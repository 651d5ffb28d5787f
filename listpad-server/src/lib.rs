//! Server backend for the listpad collaborative list service.
//!
//! One server instance holds the authoritative CRDT replicas of three
//! document families (the list registry, per-list item documents, and
//! a bulletin board), persists them, enforces access control, and
//! relays sync messages between subscribed WebSocket clients.

#![forbid(unsafe_code)]
#![warn(missing_docs)]

use std::collections::HashMap;
use std::path::PathBuf;
use std::sync::Arc;
use std::sync::atomic::{AtomicU64, Ordering};
use std::time::{Duration, SystemTime};

use anyhow::{Context, Result};
use automerge::AutoCommit;
use axum::extract::State;
use axum::response::{IntoResponse, Response};
use axum::routing::get;
use axum::{Json, Router};
use serde::Serialize;
use serde_json::{Value, json};
use tokio::sync::Mutex;
use tokio::time;
use tracing::{error, info};

mod access;
mod actions;
mod doc;
mod ids;
mod model;
mod project;
mod session;
mod store;
mod sync;

use crate::doc::DocKey;
use crate::ids::ListId;
use crate::session::Conn;
use crate::store::Store;

/// How often dirty documents are written back to storage.
const FLUSH_INTERVAL: Duration = Duration::from_secs(1);

/// One cached document plus its dirty tracking.
///
/// `seq` advances on every mutation and `flushed` records the last
/// sequence whose bytes reached storage, so a failed write leaves the
/// document dirty and a mutation racing a flush is not lost.
pub(crate) struct DocState {
    pub(crate) doc: AutoCommit,
    seq: u64,
    flushed: u64,
}

impl DocState {
    fn clean(doc: AutoCommit) -> Self {
        Self {
            doc,
            seq: 0,
            flushed: 0,
        }
    }

    /// A document that must be persisted even if never touched again.
    pub(crate) fn fresh(doc: AutoCommit) -> Self {
        Self {
            doc,
            seq: 1,
            flushed: 0,
        }
    }

    pub(crate) fn mark_dirty(&mut self) {
        self.seq += 1;
    }

    fn dirty(&self) -> bool {
        self.seq > self.flushed
    }
}

/// Everything guarded by the server's single critical section:
/// the document cache, its dirty tracking, and the connection
/// registry. One inbound frame is handled entirely under this lock.
pub(crate) struct Shared {
    pub(crate) docs: HashMap<DocKey, DocState>,
    pub(crate) conns: HashMap<u64, Conn>,
}

/// The shared state of the server.
pub struct ServerState {
    pub(crate) shared: Mutex<Shared>,
    pub(crate) store: Store,
    /// Serializes whole-store flushes (timer vs shutdown).
    flush_lock: Mutex<()>,
    start_time: u64,
    production: bool,
    next_conn: AtomicU64,
}

impl ServerState {
    /// Initialize server state backed by storage at `storage`.
    ///
    /// The registry and bulletin documents are loaded eagerly,
    /// creating empty ones if no blob exists yet. List documents load
    /// lazily on first access.
    pub async fn new(storage: PathBuf, production: bool) -> Result<Self> {
        let store = Store::new(storage).await?;
        let mut docs = HashMap::new();
        for key in [DocKey::Registry, DocKey::Bulletins] {
            let doc = match store.read(&key).await? {
                Some(bytes) => doc::load(&key, &bytes)?,
                None => doc::empty(&key)?,
            };
            docs.insert(key, DocState::clean(doc));
        }
        let start_time = SystemTime::now()
            .duration_since(SystemTime::UNIX_EPOCH)
            .map(|d| d.as_secs())
            .unwrap_or_default();
        Ok(Self {
            shared: Mutex::new(Shared {
                docs,
                conns: HashMap::new(),
            }),
            store,
            flush_lock: Mutex::new(()),
            start_time,
            production,
            next_conn: AtomicU64::new(0),
        })
    }

    /// Initialize server state in a temporary directory for testing.
    pub async fn temporary() -> Result<Self> {
        let storage = std::env::temp_dir().join(format!("listpad_{:x}", rand::random::<u64>()));
        Self::new(storage, false).await
    }

    pub(crate) fn next_conn_id(&self) -> u64 {
        self.next_conn.fetch_add(1, Ordering::Relaxed)
    }

    /// Make sure the list document for `id` is cached, loading or
    /// initializing it as needed. Returns `false` if the registry has
    /// no entry for it (the document of a deleted list must not come
    /// back to life).
    pub(crate) async fn ensure_list_doc(&self, id: &ListId) -> Result<bool> {
        let key = DocKey::List(id.clone());
        {
            let shared = self.shared.lock().await;
            if shared.docs.contains_key(&key) {
                return Ok(true);
            }
        }
        // Storage I/O happens outside the critical section; the cache
        // is re-checked afterwards.
        let bytes = self.store.read(&key).await?;
        let mut shared = self.shared.lock().await;
        if shared.docs.contains_key(&key) {
            return Ok(true);
        }
        let registry = shared
            .docs
            .get(&DocKey::Registry)
            .context("registry not loaded")?;
        if model::entry_by_id(&registry.doc, id)?.is_none() {
            return Ok(false);
        }
        let doc = match bytes {
            Some(bytes) => doc::load(&key, &bytes)?,
            None => doc::empty(&key)?,
        };
        shared.docs.insert(key, DocState::clean(doc));
        Ok(true)
    }

    /// Serialize every dirty document and atomically replace its blob.
    ///
    /// Write failures are logged; the document stays dirty and is
    /// retried on the next flush.
    pub async fn flush_all(&self) {
        let _guard = self.flush_lock.lock().await;
        let pending: Vec<(DocKey, Vec<u8>, u64)> = {
            let mut shared = self.shared.lock().await;
            shared
                .docs
                .iter_mut()
                .filter(|(_, d)| d.dirty())
                .map(|(k, d)| (k.clone(), d.doc.save(), d.seq))
                .collect()
        };
        for (key, bytes, seq) in pending {
            match self.store.write(&key, &bytes).await {
                Ok(()) => {
                    let mut shared = self.shared.lock().await;
                    if let Some(d) = shared.docs.get_mut(&key)
                        && d.flushed < seq
                    {
                        d.flushed = seq;
                    }
                }
                Err(e) => error!("failed to persist {key}: {e:#}"),
            }
        }
    }

    /// Final flush, called once on shutdown.
    pub async fn persist(&self) {
        info!("flushing documents before shutdown");
        self.flush_all().await;
    }
}

/// Build the router handling all server routes and start the periodic
/// flush task.
pub fn server(state: Arc<ServerState>) -> Router {
    tokio::spawn(flusher(state.clone()));
    let mut router = Router::new()
        .route("/ws", get(session::ws_handler))
        .route("/healthz", get(healthz))
        .route("/stats", get(stats));
    if !state.production {
        router = router.route("/debug/state", get(debug_state));
    }
    router.with_state(state)
}

/// Writes dirty documents back on a fixed interval.
async fn flusher(state: Arc<ServerState>) {
    loop {
        time::sleep(FLUSH_INTERVAL).await;
        state.flush_all().await;
    }
}

async fn healthz() -> Json<Value> {
    Json(json!({ "ok": true }))
}

/// Statistics about the server, returned from an API endpoint.
#[derive(Serialize)]
struct Stats {
    /// System time when the server started, in seconds since Unix epoch.
    start_time: u64,
    /// Number of documents currently cached by the server.
    num_documents: usize,
    /// Number of open WebSocket connections.
    num_connections: usize,
}

async fn stats(State(state): State<Arc<ServerState>>) -> Json<Stats> {
    let shared = state.shared.lock().await;
    Json(Stats {
        start_time: state.start_time,
        num_documents: shared.docs.len(),
        num_connections: shared.conns.len(),
    })
}

/// Unfiltered dump of every cached document, for development only.
async fn debug_state(State(state): State<Arc<ServerState>>) -> Result<Json<Value>, AppError> {
    let shared = state.shared.lock().await;
    let mut dump = serde_json::Map::new();
    for (key, doc_state) in &shared.docs {
        let value = match key {
            DocKey::Registry => serde_json::to_value(model::read_entries(&doc_state.doc)?)?,
            DocKey::Bulletins => serde_json::to_value(model::read_bulletins(&doc_state.doc)?)?,
            DocKey::List(_) => json!({
                "listId": model::read_list_id(&doc_state.doc),
                "items": model::read_items(&doc_state.doc)?,
            }),
        };
        dump.insert(key.to_string(), value);
    }
    Ok(Json(Value::Object(dump)))
}

struct AppError(anyhow::Error);

impl IntoResponse for AppError {
    fn into_response(self) -> Response {
        error!("application error: {:#}", self.0);
        (
            axum::http::StatusCode::INTERNAL_SERVER_ERROR,
            "Something went wrong",
        )
            .into_response()
    }
}

impl<E> From<E> for AppError
where
    E: Into<anyhow::Error>,
{
    fn from(err: E) -> Self {
        Self(err.into())
    }
}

################

Your task is to restate, word for word, only those lines above that fall between the line holding "once on shutdown." and the line holding "struct AppError(anyhow::Error);", inclusive.

    /// Final flush, called once on shutdown.
    pub async fn persist(&self) {
        info!("flushing documents before shutdown");
        self.flush_all().await;
    }
}

/// Build the router handling all server routes and start the periodic
/// flush task.
pub fn server(state: Arc<ServerState>) -> Router {
    tokio::spawn(flusher(state.clone()));
    let mut router = Router::new()
        .route("/ws", get(session::ws_handler))
        .route("/healthz", get(healthz))
        .route("/stats", get(stats));
    if !state.production {
        router = router.route("/debug/state", get(debug_state));
    }
    router.with_state(state)
}

/// Writes dirty documents back on a fixed interval.
async fn flusher(state: Arc<ServerState>) {
    loop {
        time::sleep(FLUSH_INTERVAL).await;
        state.flush_all().await;
    }
}

async fn healthz() -> Json<Value> {
    Json(json!({ "ok": true }))
}

/// Statistics about the server, returned from an API endpoint.
#[derive(Serialize)]
struct Stats {
    /// System time when the server started, in seconds since Unix epoch.
    start_time: u64,
    /// Number of documents currently cached by the server.
    num_documents: usize,
    /// Number of open WebSocket connections.
    num_connections: usize,
}

async fn stats(State(state): State<Arc<ServerState>>) -> Json<Stats> {
    let shared = state.shared.lock().await;
    Json(Stats {
        start_time: state.start_time,
        num_documents: shared.docs.len(),
        num_connections: shared.conns.len(),
    })
}

/// Unfiltered dump of every cached document, for development only.
async fn debug_state(State(state): State<Arc<ServerState>>) -> Result<Json<Value>, AppError> {
    let shared = state.shared.lock().await;
    let mut dump = serde_json::Map::new();
    for (key, doc_state) in &shared.docs {
        let value = match key {
            DocKey::Registry => serde_json::to_value(model::read_entries(&doc_state.doc)?)?,
            DocKey::Bulletins => serde_json::to_value(model::read_bulletins(&doc_state.doc)?)?,
            DocKey::List(_) => json!({
                "listId": model::read_list_id(&doc_state.doc),
                "items": model::read_items(&doc_state.doc)?,
            }),
        };
        dump.insert(key.to_string(), value);
    }
    Ok(Json(Value::Object(dump)))
}

struct AppError(anyhow::Error);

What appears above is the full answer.